**THE PROBLEM**
Go through the material line by line. Say how many lines contain the word "content", and give nothing more.

**GIVEN DATA**
= = = = = = =

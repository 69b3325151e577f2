//! 입력 해석, 패널 상태, 파일 작업
pub mod actions;
pub mod command_line;
pub mod engine;
pub mod line_editor;
pub mod panels;

pub use actions::{find_action, Action};
pub use command_line::{CommandLine, CommandLineAction, ShellCommand};
pub use engine::{EngineEvent, OperationEngine, OperationHandle};
pub use line_editor::LineEditor;
pub use panels::{LaunchKind, PanelAction, PanelPair, Side};
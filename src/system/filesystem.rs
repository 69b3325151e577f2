use crate::models::file_entry::{Entry, EntryKind};
use crate::utils::error::{Result, TwinError};
use std::fs::{self, File, Metadata};
use std::io::{Read, Write};
use std::path::Path;

/// 스트리밍 복사 버퍼 크기
pub const COPY_CHUNK_SIZE: usize = 64 * 1024;

/// 파일 시스템 협력자
///
/// 작업 엔진과 디렉토리 모델은 이 트레이트에만 의존한다.
/// 필수 메서드는 단일 엔트리 단위의 원시 연산이고, 트리 단위 연산은
/// 기본 구현으로 제공된다.
pub trait FileSystem: Send + Sync {
    /// 디렉토리 목록 (정렬되지 않음)
    fn list_dir(&self, path: &Path) -> Result<Vec<Entry>>;

    /// 링크를 따라가지 않는 단일 엔트리 조회
    fn stat(&self, path: &Path) -> Result<Entry>;

    /// 일반 파일 하나를 청크 단위로 복사한다. 대상이 있으면 덮어쓴다.
    /// `on_progress`는 청크마다 이번에 쓴 바이트 수로 호출된다.
    fn copy_bytes(&self, src: &Path, dst: &Path, on_progress: &mut dyn FnMut(u64))
        -> Result<u64>;

    /// 심볼릭 링크 자체를 복제
    fn copy_link(&self, src: &Path, dst: &Path) -> Result<()>;

    fn rename(&self, src: &Path, dst: &Path) -> Result<()>;

    fn delete_entry(&self, path: &Path, recursive: bool) -> Result<()>;

    fn mkdir(&self, path: &Path) -> Result<()>;

    fn exists(&self, path: &Path) -> bool {
        self.stat(path).is_ok()
    }

    /// 파일, 링크, 디렉토리 트리를 복사
    fn copy_entry(
        &self,
        src: &Path,
        dst: &Path,
        on_progress: &mut dyn FnMut(u64),
    ) -> Result<u64> {
        let entry = self.stat(src)?;
        match entry.kind {
            EntryKind::Directory => {
                if !self.exists(dst) {
                    self.mkdir(dst)?;
                }
                let mut total = 0;
                for child in self.list_dir(src)? {
                    total += self.copy_entry(&child.path, &dst.join(&child.name), on_progress)?;
                }
                Ok(total)
            }
            EntryKind::Symlink => {
                self.copy_link(src, dst)?;
                Ok(0)
            }
            EntryKind::File | EntryKind::Other => self.copy_bytes(src, dst, on_progress),
        }
    }

    /// rename을 먼저 시도하고, 실패하면 복사 후 원본을 삭제한다.
    fn move_entry(&self, src: &Path, dst: &Path, on_progress: &mut dyn FnMut(u64)) -> Result<()> {
        let entry = self.stat(src)?;
        if self.rename(src, dst).is_ok() {
            on_progress(self.measure(dst));
            return Ok(());
        }
        tracing::debug!(src = %src.display(), dst = %dst.display(), "rename failed, copying");
        self.copy_entry(src, dst, on_progress)?;
        self.delete_entry(src, entry.kind == EntryKind::Directory)
    }

    /// 경로 아래 일반 파일 크기의 합
    fn measure(&self, path: &Path) -> u64 {
        let Ok(entry) = self.stat(path) else {
            return 0;
        };
        match entry.kind {
            EntryKind::Directory => self
                .list_dir(path)
                .map(|children| children.iter().map(|c| self.measure(&c.path)).sum())
                .unwrap_or(0),
            EntryKind::File => entry.size,
            _ => 0,
        }
    }
}

/// 로컬 디스크 구현
#[derive(Debug, Default, Clone, Copy)]
pub struct LocalFileSystem;

impl LocalFileSystem {
    pub fn new() -> Self {
        Self
    }

    fn entry_from_metadata(path: &Path, name: String, link_meta: &Metadata) -> Entry {
        let file_type = link_meta.file_type();
        let kind = if file_type.is_dir() {
            EntryKind::Directory
        } else if file_type.is_symlink() {
            EntryKind::Symlink
        } else if file_type.is_file() {
            EntryKind::File
        } else {
            EntryKind::Other
        };

        // 링크는 대상 메타데이터로 크기와 시간을 보여준다
        let target_meta = if kind == EntryKind::Symlink {
            fs::metadata(path).ok()
        } else {
            None
        };
        let display_meta = target_meta.as_ref().unwrap_or(link_meta);

        let mut entry = Entry::new(name, path, kind);
        entry.link_to_dir = target_meta.as_ref().is_some_and(|m| m.is_dir());
        entry.size = if display_meta.is_file() {
            display_meta.len()
        } else {
            0
        };
        entry.modified = display_meta.modified().ok();

        #[cfg(unix)]
        {
            use std::os::unix::fs::PermissionsExt;
            let mode = display_meta.permissions().mode();
            entry.mode = Some(mode & 0o777);
            entry.executable = display_meta.is_file() && mode & 0o111 != 0;
        }

        entry
    }
}

impl FileSystem for LocalFileSystem {
    fn list_dir(&self, path: &Path) -> Result<Vec<Entry>> {
        let meta = fs::metadata(path).map_err(|e| TwinError::from_io(e, path))?;
        if !meta.is_dir() {
            return Err(TwinError::NotADirectory {
                path: path.to_path_buf(),
            });
        }

        let read_dir = fs::read_dir(path).map_err(|e| TwinError::from_io(e, path))?;
        let mut entries = Vec::new();
        for dir_entry in read_dir {
            // 나열 도중 사라진 항목은 건너뛴다
            let Ok(dir_entry) = dir_entry else { continue };
            let entry_path = dir_entry.path();
            let Ok(link_meta) = fs::symlink_metadata(&entry_path) else {
                continue;
            };
            let name = dir_entry.file_name().to_string_lossy().into_owned();
            entries.push(Self::entry_from_metadata(&entry_path, name, &link_meta));
        }
        Ok(entries)
    }

    fn stat(&self, path: &Path) -> Result<Entry> {
        let meta = fs::symlink_metadata(path).map_err(|e| TwinError::from_io(e, path))?;
        let name = path
            .file_name()
            .map(|n| n.to_string_lossy().into_owned())
            .unwrap_or_else(|| path.display().to_string());
        Ok(Self::entry_from_metadata(path, name, &meta))
    }

    fn copy_bytes(
        &self,
        src: &Path,
        dst: &Path,
        on_progress: &mut dyn FnMut(u64),
    ) -> Result<u64> {
        if src == dst {
            return Err(TwinError::SameSourceAndDest {
                path: src.to_path_buf(),
            });
        }

        let mut reader = File::open(src).map_err(|e| TwinError::from_io(e, src))?;
        let permissions = reader.metadata().ok().map(|m| m.permissions());
        let mut writer = File::create(dst).map_err(|e| TwinError::from_io(e, dst))?;

        let mut buf = vec![0u8; COPY_CHUNK_SIZE];
        let mut total = 0u64;
        loop {
            let n = reader.read(&mut buf).map_err(|e| TwinError::from_io(e, src))?;
            if n == 0 {
                break;
            }
            writer
                .write_all(&buf[..n])
                .map_err(|e| TwinError::from_io(e, dst))?;
            total += n as u64;
            on_progress(n as u64);
        }
        writer.flush().map_err(|e| TwinError::from_io(e, dst))?;

        if let Some(permissions) = permissions {
            // 권한 복사 실패는 복사 실패가 아니다
            let _ = fs::set_permissions(dst, permissions);
        }
        Ok(total)
    }

    fn copy_link(&self, src: &Path, dst: &Path) -> Result<()> {
        let target = fs::read_link(src).map_err(|e| TwinError::from_io(e, src))?;
        #[cfg(unix)]
        {
            std::os::unix::fs::symlink(&target, dst).map_err(|e| TwinError::from_io(e, dst))
        }
        #[cfg(not(unix))]
        {
            let _ = target;
            fs::copy(src, dst)
                .map(|_| ())
                .map_err(|e| TwinError::from_io(e, dst))
        }
    }

    fn rename(&self, src: &Path, dst: &Path) -> Result<()> {
        if src == dst {
            return Err(TwinError::SameSourceAndDest {
                path: src.to_path_buf(),
            });
        }
        fs::rename(src, dst).map_err(|e| TwinError::from_io(e, src))
    }

    fn delete_entry(&self, path: &Path, recursive: bool) -> Result<()> {
        let meta = fs::symlink_metadata(path).map_err(|e| TwinError::from_io(e, path))?;
        let result = if meta.is_dir() {
            if recursive {
                fs::remove_dir_all(path)
            } else {
                fs::remove_dir(path)
            }
        } else {
            fs::remove_file(path)
        };
        result.map_err(|e| TwinError::from_io(e, path))
    }

    fn mkdir(&self, path: &Path) -> Result<()> {
        if fs::symlink_metadata(path).is_ok() {
            return Err(TwinError::AlreadyExists {
                path: path.to_path_buf(),
            });
        }
        fs::create_dir(path).map_err(|e| TwinError::from_io(e, path))
    }
}

#[cfg(test)]
mod tests {
    use super::*;
    use crate::utils::error::ErrorKind;
    use std::path::PathBuf;
    use tempfile::TempDir;

    fn write(path: &Path, content: &str) {
        fs::write(path, content).unwrap();
    }

    #[test]
    fn test_list_dir_reads_kinds() {
        let temp = TempDir::new().unwrap();
        write(&temp.path().join("a.txt"), "hello");
        fs::create_dir(temp.path().join("sub")).unwrap();

        let fs_impl = LocalFileSystem::new();
        let entries = fs_impl.list_dir(temp.path()).unwrap();
        assert_eq!(entries.len(), 2);

        let file = entries.iter().find(|e| e.name == "a.txt").unwrap();
        assert_eq!(file.kind, EntryKind::File);
        assert_eq!(file.size, 5);
        assert!(file.modified.is_some());

        let dir = entries.iter().find(|e| e.name == "sub").unwrap();
        assert_eq!(dir.kind, EntryKind::Directory);
        assert_eq!(dir.size, 0);
    }

    #[test]
    fn test_list_dir_not_found() {
        let result = LocalFileSystem::new().list_dir(&PathBuf::from("/nonexistent/path/12345"));
        match result {
            Err(TwinError::NotFound { .. }) => {}
            other => panic!("Expected NotFound, got {:?}", other),
        }
    }

    #[test]
    fn test_list_dir_on_file() {
        let temp = TempDir::new().unwrap();
        let file = temp.path().join("plain.txt");
        write(&file, "x");

        let result = LocalFileSystem::new().list_dir(&file);
        match result {
            Err(TwinError::NotADirectory { .. }) => {}
            other => panic!("Expected NotADirectory, got {:?}", other),
        }
    }

    #[test]
    fn test_copy_bytes_streams_in_chunks() {
        let temp = TempDir::new().unwrap();
        let src = temp.path().join("big.bin");
        let data: Vec<u8> = (0..(COPY_CHUNK_SIZE * 3 + 17))
            .map(|i| (i % 251) as u8)
            .collect();
        fs::write(&src, &data).unwrap();

        let dst = temp.path().join("copy.bin");
        let mut calls = 0;
        let mut seen = 0u64;
        let copied = LocalFileSystem::new()
            .copy_bytes(&src, &dst, &mut |n| {
                calls += 1;
                seen += n;
            })
            .unwrap();

        assert_eq!(copied, data.len() as u64);
        assert_eq!(seen, data.len() as u64);
        assert!(calls >= 4);
        assert_eq!(fs::read(&dst).unwrap(), data);
    }

    #[test]
    fn test_copy_bytes_overwrites_existing() {
        let temp = TempDir::new().unwrap();
        let src = temp.path().join("a.txt");
        let dst = temp.path().join("b.txt");
        write(&src, "new");
        write(&dst, "much older content");

        LocalFileSystem::new()
            .copy_bytes(&src, &dst, &mut |_| {})
            .unwrap();
        assert_eq!(fs::read_to_string(&dst).unwrap(), "new");
    }

    #[test]
    fn test_copy_entry_directory_tree() {
        let temp = TempDir::new().unwrap();
        let src = temp.path().join("tree");
        fs::create_dir_all(src.join("inner/deeper")).unwrap();
        write(&src.join("top.txt"), "top");
        write(&src.join("inner/deeper/leaf.txt"), "leaf");

        let dst = temp.path().join("tree_copy");
        let copied = LocalFileSystem::new()
            .copy_entry(&src, &dst, &mut |_| {})
            .unwrap();

        assert_eq!(copied, 7);
        assert_eq!(fs::read_to_string(dst.join("top.txt")).unwrap(), "top");
        assert_eq!(
            fs::read_to_string(dst.join("inner/deeper/leaf.txt")).unwrap(),
            "leaf"
        );
    }

    #[cfg(unix)]
    #[test]
    fn test_copy_entry_keeps_symlink() {
        let temp = TempDir::new().unwrap();
        write(&temp.path().join("target.txt"), "t");
        let link = temp.path().join("link");
        std::os::unix::fs::symlink("target.txt", &link).unwrap();

        let dst = temp.path().join("link_copy");
        LocalFileSystem::new()
            .copy_entry(&link, &dst, &mut |_| {})
            .unwrap();
        assert_eq!(fs::read_link(&dst).unwrap(), PathBuf::from("target.txt"));
    }

    #[test]
    fn test_move_entry_renames() {
        let temp = TempDir::new().unwrap();
        let src = temp.path().join("from.txt");
        write(&src, "payload");
        let dst = temp.path().join("to.txt");

        let mut reported = 0;
        LocalFileSystem::new()
            .move_entry(&src, &dst, &mut |n| reported += n)
            .unwrap();
        assert!(!src.exists());
        assert_eq!(fs::read_to_string(&dst).unwrap(), "payload");
        assert_eq!(reported, 7);
    }

    #[test]
    fn test_move_entry_missing_source() {
        let temp = TempDir::new().unwrap();
        let result = LocalFileSystem::new().move_entry(
            &temp.path().join("ghost"),
            &temp.path().join("dest"),
            &mut |_| {},
        );
        assert_eq!(result.unwrap_err().kind(), ErrorKind::NotFound);
    }

    #[test]
    fn test_delete_entry() {
        let temp = TempDir::new().unwrap();
        let dir = temp.path().join("full");
        fs::create_dir(&dir).unwrap();
        write(&dir.join("f.txt"), "x");

        let fs_impl = LocalFileSystem::new();
        assert!(fs_impl.delete_entry(&dir, false).is_err());
        fs_impl.delete_entry(&dir, true).unwrap();
        assert!(!dir.exists());

        let result = fs_impl.delete_entry(&dir, true);
        assert_eq!(result.unwrap_err().kind(), ErrorKind::NotFound);
    }

    #[test]
    fn test_mkdir() {
        let temp = TempDir::new().unwrap();
        let fs_impl = LocalFileSystem::new();
        let new_dir = temp.path().join("new_folder");

        fs_impl.mkdir(&new_dir).unwrap();
        assert!(new_dir.is_dir());

        match fs_impl.mkdir(&new_dir) {
            Err(TwinError::AlreadyExists { .. }) => {}
            other => panic!("Expected AlreadyExists, got {:?}", other),
        }
    }

    #[test]
    fn test_measure() {
        let temp = TempDir::new().unwrap();
        fs::create_dir(temp.path().join("d")).unwrap();
        write(&temp.path().join("d/one"), "1");
        write(&temp.path().join("d/three"), "333");
        assert_eq!(LocalFileSystem::new().measure(&temp.path().join("d")), 4);
    }
}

= = = = = = =

**SOLUTION**
3